«C’est vraiment un bilan positif après trois mois d’ouverture. Dès le jour un, la clientèle était au rendez-vous. On est fier du produit qu’on offre aux clients», dit Daniel Tremblay, directeur général de la Coopérative des horticulteurs de Québec.

Pari gagné pour le Grand Marché [VIDÉO]

Malgré le scepticisme et les craintes, il semble que c’est un pari gagné pour le Grand Marché de Québec à ExpoCité. Après un premier été d’activités, le chiffre d’affaires est en hausse pour une majorité de marchands.

«Certain que je suis content», le propriétaire de So-Cho, le saucissier, répond sans détour. «S’il y a quelqu’un pour qui ça ne marche pas, c’est qu’il a un problème avec son service ou son produit. En juillet et en août, j’ai fait en 14 jours un chiffre d’affaires que je faisais en un mois au marché du Vieux-Port», raconte Guillaume Saint-Cyr.

Même son de cloche pour son voisin, la Tomaterie Saint-Pierre-les-Becquets. «On vendait autant certaines journées la fin de semaine que pendant la période de Noël», explique la dame au comptoir. Et c’est ainsi pour chaque commerçant interrogé lors du passage du Soleil.

«C’est vraiment un bilan positif après trois mois d’ouverture», se réjouit Daniel Tremblay, directeur général de la Coopérative des horticulteurs de Québec, gestionnaire des lieux. «Dès le jour un, la clientèle était au rendez-vous. On est fier du produit qu’on offre aux clients.»

M. Tremblay était aux premières à l’annonce de la fermeture du Marché du Vieux-Port pour témoigner aujourd’hui du scepticisme qui régnait sur la réussite de l’entreprise. «On a beaucoup parlé avec nos producteurs qui ont fait la transition depuis le Marché du Vieux-Port. Avec l’été qu’ils ont connu, ça a mis un point à leurs interrogations. Les chiffres d’affaires sont en croissance.»
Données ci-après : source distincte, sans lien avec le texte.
impl MatchEngine {
    pub fn new(regions: RegionTable, fx: Arc<dyn ExchangeRates>) -> Self {
        Self { regions, fx }
    }

    pub fn compute(
        &self,
        config: &ScoringConfig,
        investor: &InvestorProfile,
        target: &TargetProfile,
    ) -> Result<MatchScore, WeightsError> {
        config.weights.validate()?;

        let breakdown = ScoreBreakdown {
            industry: self.score_industry(investor, target),
            geography: self.score_geography(config, investor, target),
            financial: self.score_financial(config, investor, target),
            profile: self.score_profile(config, investor, target),
            timeline: self.score_timeline(config, investor, target),
            transaction: self.score_transaction(config, investor, target),
        };

        let weights = config.weights;
        let weighted = [
            (&breakdown.industry, weights.industry),
            (&breakdown.geography, weights.geography),
            (&breakdown.financial, weights.financial),
            (&breakdown.profile, weights.profile),
            (&breakdown.timeline, weights.timeline),
            (&breakdown.transaction, weights.transaction),
        ];

        let mut weighted_sum = 0.0;
        let mut weight_total = 0.0;
        for (result, weight) in weighted {
            if let Some(score) = result.score {
                weighted_sum += weight * score;
                weight_total += weight;
            }
        }

        let total_score = if weight_total > 0.0 {
            (100.0 * weighted_sum / weight_total).round() as i32
        } else {
            0
        };
        let total_score = total_score.clamp(0, 100);

        Ok(MatchScore {
            total_score,
            tier: Tier::from_score(total_score),
            breakdown,
        })
    }

    fn score_industry(&self, investor: &InvestorProfile, target: &TargetProfile) -> DimensionResult {
        let wanted = normalize_set(&investor.industries);
        let offered = normalize_set(&target.industries);

        if wanted.is_empty() || offered.is_empty() {
            return DimensionResult::not_computable("industry lists missing on one side");
        }

        if wanted.len() == 1 && offered.len() == 1 && wanted == offered {
            let industry = wanted.iter().next().cloned().unwrap_or_default();
            return DimensionResult::scored(1.0, format!("exact industry match: {industry}"));
        }

        let intersection = wanted.intersection(&offered).count();
        let union = wanted.union(&offered).count();
        let score = intersection as f64 / union as f64;

        DimensionResult::scored(
            score,
            format!("industry overlap {intersection}/{union} (jaccard)"),
        )
    }

    fn score_geography(
        &self,
        config: &ScoringConfig,
        investor: &InvestorProfile,
        target: &TargetProfile,
    ) -> DimensionResult {
        let countries: Vec<String> = investor
            .target_countries
            .iter()
            .filter_map(|c| normalize_country(c))
            .collect();
        let hq = target.hq_country.as_deref().and_then(normalize_country);

        let (countries, hq) = match (countries.is_empty(), hq) {
            (true, _) => {
                return DimensionResult::not_computable("investor has no target countries")
            }
            (false, None) => return DimensionResult::not_computable("target HQ country unknown"),
            (false, Some(hq)) => (countries, hq),
        };

        if countries.contains(&hq) {
            return DimensionResult::scored(1.0, format!("exact country match: {hq}"));
        }

        let shared = countries
            .iter()
            .find_map(|country| self.regions.shared_region(country, &hq));
        match shared {
            Some(region) => DimensionResult::scored(
                config.region_partial_score,
                format!("same region ({region}): {hq}"),
            ),
            None => DimensionResult::scored(0.0, format!("no geography overlap with {hq}")),
        }
    }

    fn score_financial(
        &self,
        config: &ScoringConfig,
        investor: &InvestorProfile,
        target: &TargetProfile,
    ) -> DimensionResult {
        let Some(budget) = investor.budget.as_ref() else {
            return DimensionResult::not_computable("investor budget missing");
        };
        let Some(financials) = target.financials.as_ref() else {
            return DimensionResult::not_computable("target financials missing");
        };
        let Some(ask) = financials.ask() else {
            return DimensionResult::not_computable("target ask not derivable");
        };

        let converted = (
            self.fx.to_usd(budget.min, &budget.currency),
            self.fx.to_usd(budget.max, &budget.currency),
            self.fx.to_usd(ask, &financials.currency),
        );
        let (min_usd, max_usd, ask_usd) = match converted {
            (Ok(min), Ok(max), Ok(ask)) => (min, max, ask),
            _ => return DimensionResult::not_computable("exchange rate lookup failed"),
        };

        if min_usd > max_usd || max_usd <= 0.0 || ask_usd <= 0.0 {
            return DimensionResult::not_computable("budget window or ask not usable");
        }

        if ask_usd >= min_usd && ask_usd <= max_usd {
            return DimensionResult::scored(
                1.0,
                format!("ask ${ask_usd:.0} inside budget ${min_usd:.0}-${max_usd:.0}"),
            );
        }

        // Linear decay across a tolerance band sized from the violated bound.
        let (bound, overshoot) = if ask_usd < min_usd {
            (min_usd, min_usd - ask_usd)
        } else {
            (max_usd, ask_usd - max_usd)
        };
        let band = bound * config.financial_tolerance;
        let score = if band > 0.0 {
            (1.0 - overshoot / band).max(0.0)
        } else {
            0.0
        };

        DimensionResult::scored(
            score,
            format!("ask ${ask_usd:.0} outside budget ${min_usd:.0}-${max_usd:.0} by ${overshoot:.0}"),
        )
    }

    fn score_profile(
        &self,
        config: &ScoringConfig,
        investor: &InvestorProfile,
        target: &TargetProfile,
    ) -> DimensionResult {
        let mut checks: Vec<(f64, String)> = Vec::new();

        if let (Some(wanted), Some(actual)) =
            (investor.company_type.as_deref(), target.company_type.as_deref())
        {
            let hit = wanted.trim().eq_ignore_ascii_case(actual.trim());
            checks.push((
                if hit { 1.0 } else { 0.0 },
                format!("company type {}", if hit { "match" } else { "mismatch" }),
            ));
        }

        if let Some(count) = target.employee_count {
            if investor.employee_min.is_some() || investor.employee_max.is_some() {
                let min = investor.employee_min.unwrap_or(0);
                let max = investor.employee_max.unwrap_or(i32::MAX);
                let hit = count >= min && count <= max;
                checks.push((
                    if hit { 1.0 } else { 0.0 },
                    format!("{count} employees {} preferred range", if hit { "inside" } else { "outside" }),
                ));
            }
        }

        if let (Some(required), Some(founded)) =
            (investor.min_years_in_business, target.year_founded)
        {
            let years = (config.as_of.year() - founded).max(0);
            let score = if years >= required {
                1.0
            } else if years + 2 >= required {
                0.5
            } else {
                0.0
            };
            checks.push((score, format!("{years}y in business vs {required}y preferred")));
        }

        if checks.is_empty() {
            return DimensionResult::not_computable("no comparable profile attributes");
        }

        let score = checks.iter().map(|(s, _)| s).sum::<f64>() / checks.len() as f64;
        let details = checks
            .into_iter()
            .map(|(_, d)| d)
            .collect::<Vec<_>>()
            .join(" / ");

        DimensionResult::scored(score, details)
    }

    fn score_timeline(
        &self,
        config: &ScoringConfig,
        investor: &InvestorProfile,
        target: &TargetProfile,
    ) -> DimensionResult {
        let wanted = investor.timeline.as_deref().and_then(TimelineBucket::parse);
        let offered = target.timeline.as_deref().and_then(TimelineBucket::parse);

        let (Some(wanted), Some(offered)) = (wanted, offered) else {
            return DimensionResult::not_computable("timeline unknown on one side");
        };

        let score = proximity_score(wanted, offered, config.timeline_step_decay);
        DimensionResult::scored(
            score,
            format!("timeline {} buckets apart", wanted.distance(offered)),
        )
    }

    fn score_transaction(
        &self,
        config: &ScoringConfig,
        investor: &InvestorProfile,
        target: &TargetProfile,
    ) -> DimensionResult {
        let Some(offered) = target.ownership_offered_pct else {
            return DimensionResult::not_computable("target ownership offer unknown");
        };
        if investor.ownership_min_pct.is_none() && investor.ownership_max_pct.is_none() {
            return DimensionResult::not_computable("investor stake preference unknown");
        }

        let min = investor.ownership_min_pct.unwrap_or(0.0);
        let max = investor.ownership_max_pct.unwrap_or(100.0);
        if min > max {
            return DimensionResult::not_computable("investor stake preference inverted");
        }

        if offered >= min && offered <= max {
            return DimensionResult::scored(
                1.0,
                format!("{offered:.0}% offered inside preferred {min:.0}-{max:.0}%"),
            );
        }

        let gap = if offered < min { min - offered } else { offered - max };
        let score = if config.ownership_tolerance_pct > 0.0 {
            (1.0 - gap / config.ownership_tolerance_pct).max(0.0)
        } else {
            0.0
        };

        DimensionResult::scored(
            score,
            format!("{offered:.0}% offered is {gap:.0}pp outside preferred {min:.0}-{max:.0}%"),
        )
    }
}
Si aucune méthode de calcul de l’achalandage n’est encore en fonction, M. Tremblay remarque assurément un changement de clientèle. «Plusieurs sont venus retrouver leurs producteurs, mais c’est aussi une clientèle qui s’est rajeunie. Il y a plus de familles parce qu’il y a plus d’espaces, c’est plus aéré. Il y a plus de place pour circuler avec les poussettes et les paniers», analyse le dg. Il soutient aussi que le site est plus central et plus accessible, rejoignant une clientèle du nord de la ville.
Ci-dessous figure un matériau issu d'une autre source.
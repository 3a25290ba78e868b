use axum::async_trait;
use axum::extract::{FromRef, FromRequestParts};
use axum::http::header::AUTHORIZATION;
use axum::http::request::Parts;
use clap::ValueEnum;
use jsonwebtoken::{decode, Algorithm, DecodingKey, Validation};
use serde::Deserialize;

use crate::error::ApiError;

pub const API_KEY_HEADER: &str = "x-api-key";

/// Subject attributed to callers of the shared API key. JWT callers carry
/// their own `sub` claim instead.
pub const SERVICE_SUBJECT: &str = "service";

#[derive(Debug, Clone, Copy, PartialEq, Eq, ValueEnum)]
#[value(rename_all = "snake_case")]
pub enum AuthMode {
    ApiKey,
    Jwt,
}

#[derive(Debug, Clone)]
pub struct AuthConfig {
    pub mode: AuthMode,
    pub api_key: Option<String>,
    pub jwt_secret: Option<String>,
}

/// Authenticated caller. The subject doubles as the default actor on
/// lifecycle actions when the request body names none.
#[derive(Debug, Clone)]
pub struct AuthUser {
    pub subject: String,
}

#[derive(Debug, Deserialize)]
struct Claims {
    sub: String,
}

impl AuthConfig {
    fn verify(&self, parts: &Parts) -> Result<AuthUser, ApiError> {
        match self.mode {
            AuthMode::ApiKey => self.verify_api_key(parts),
            AuthMode::Jwt => self.verify_bearer(parts),
        }
    }

    fn verify_api_key(&self, parts: &Parts) -> Result<AuthUser, ApiError> {
        let expected = self
            .api_key
            .as_deref()
            .ok_or_else(|| ApiError::Unauthorized("api key auth is not configured".into()))?;
        let provided = header_str(parts, API_KEY_HEADER)
            .ok_or_else(|| ApiError::Unauthorized("missing X-API-Key header".into()))?;

        if !matching_keys(provided.as_bytes(), expected.as_bytes()) {
            return Err(ApiError::Unauthorized("invalid API key".into()));
        }

        Ok(AuthUser {
            subject: SERVICE_SUBJECT.to_string(),
        })
    }

    fn verify_bearer(&self, parts: &Parts) -> Result<AuthUser, ApiError> {
        let secret = self
            .jwt_secret
            .as_deref()
            .ok_or_else(|| ApiError::Unauthorized("jwt auth is not configured".into()))?;
        let token = header_str(parts, AUTHORIZATION.as_str())
            .and_then(|header| header.strip_prefix("Bearer "))
            .ok_or_else(|| ApiError::Unauthorized("missing bearer token".into()))?;

        let data = decode::<Claims>(
            token,
            &DecodingKey::from_secret(secret.as_bytes()),
            &Validation::new(Algorithm::HS256),
        )
        .map_err(|err| ApiError::Unauthorized(format!("invalid token: {err}")))?;

        Ok(AuthUser {
            subject: data.claims.sub,
        })
    }
}

fn header_str<'a>(parts: &'a Parts, name: &str) -> Option<&'a str> {
    parts.headers.get(name).and_then(|value| value.to_str().ok())
}

// Compares without an early exit on the first differing byte; only the
// length is observable through timing.
fn matching_keys(provided: &[u8], expected: &[u8]) -> bool {
    if provided.len() != expected.len() {
        return false;
    }
    provided
        .iter()
        .zip(expected)
        .fold(0u8, |acc, (a, b)| acc | (a ^ b))
        == 0
}

#[async_trait]
impl<S> FromRequestParts<S> for AuthUser
where
    AuthConfig: FromRef<S>,
    S: Send + Sync,
{
    type Rejection = ApiError;

    async fn from_request_parts(parts: &mut Parts, state: &S) -> Result<Self, Self::Rejection> {
        AuthConfig::from_ref(state).verify(parts)
    }
}

#[cfg(test)]
mod tests {
    use axum::http::Request;
    use jsonwebtoken::{encode, EncodingKey, Header};

    use super::*;

    fn parts_with(name: &str, value: &str) -> Parts {
        let (parts, _) = Request::builder()
            .header(name, value)
            .body(())
            .unwrap()
            .into_parts();
        parts
    }

    fn api_key_config(key: &str) -> AuthConfig {
        AuthConfig {
            mode: AuthMode::ApiKey,
            api_key: Some(key.into()),
            jwt_secret: None,
        }
    }

    #[test]
    fn valid_api_key_yields_the_service_subject() {
        let config = api_key_config("sekrit");
        let user = config.verify(&parts_with(API_KEY_HEADER, "sekrit")).unwrap();
        assert_eq!(user.subject, SERVICE_SUBJECT);
    }

    #[test]
    fn wrong_or_missing_api_key_is_rejected() {
        let config = api_key_config("sekrit");
        assert!(config.verify(&parts_with(API_KEY_HEADER, "nope")).is_err());

        let (no_header, _) = Request::builder().body(()).unwrap().into_parts();
        assert!(config.verify(&no_header).is_err());
    }

    #[test]
    fn bearer_token_subject_becomes_the_auth_subject() {
        let secret = "jwt-test-secret";
        let token = encode(
            &Header::default(),
            &serde_json::json!({ "sub": "analyst@firm", "exp": 4_102_444_800u64 }),
            &EncodingKey::from_secret(secret.as_bytes()),
        )
        .unwrap();

        let config = AuthConfig {
            mode: AuthMode::Jwt,
            api_key: None,
            jwt_secret: Some(secret.into()),
        };
        let user = config
            .verify(&parts_with(AUTHORIZATION.as_str(), &format!("Bearer {token}")))
            .unwrap();
        assert_eq!(user.subject, "analyst@firm");
    }

    #[test]
    fn tampered_bearer_token_is_rejected() {
        let token = encode(
            &Header::default(),
            &serde_json::json!({ "sub": "analyst@firm", "exp": 4_102_444_800u64 }),
            &EncodingKey::from_secret(b"one-secret"),
        )
        .unwrap();

        let config = AuthConfig {
            mode: AuthMode::Jwt,
            api_key: None,
            jwt_secret: Some("another-secret".into()),
        };
        let err = config
            .verify(&parts_with(AUTHORIZATION.as_str(), &format!("Bearer {token}")))
            .unwrap_err();
        assert!(matches!(err, ApiError::Unauthorized(_)));
    }
}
Autre transformation, la clientèle de passage, dont les touristes, est moins présente. M. Tremblay parle maintenant d’une clientèle de destination, ce qui n’est pas pour lui déplaire. «J’échangerais n’importe 400 touristes pour un consommateur, lance-t-il. Les gens viennent pour consommer les produits. Ce qu’on veut, c’est ce genre de client qui revient chaque semaine pour consommer.»

Des irritants

«Tant qu’on n’aura pas fait un tour de roue complet, il y aura toujours des ajustements, reconnaît le directeur général. Ce qu’on avait imaginé fonctionne bien, mais il faudra améliorer certaines choses, dont le stationnement. Il y a toute de sorte de réflexion pour que ça soit plus fluide, surtout la fin de semaine. En même temps, c’est un beau problème. Ça veut dire qu’il y a beaucoup de monde.» Il rappelle qu’il y a 400 cases de stationnement réservées pour les utilisateurs du Grand Marché comparativement aux 180 que comptait le défunt Marché du Vieux-Port.

Il faudra aussi revoir le fonctionnement de la navette gratuite qui devait amener résidents et touristes du centre-ville vers le Grand Marché. À ce chapitre, les chiffres d’achalandage sont décevants, conclut-il.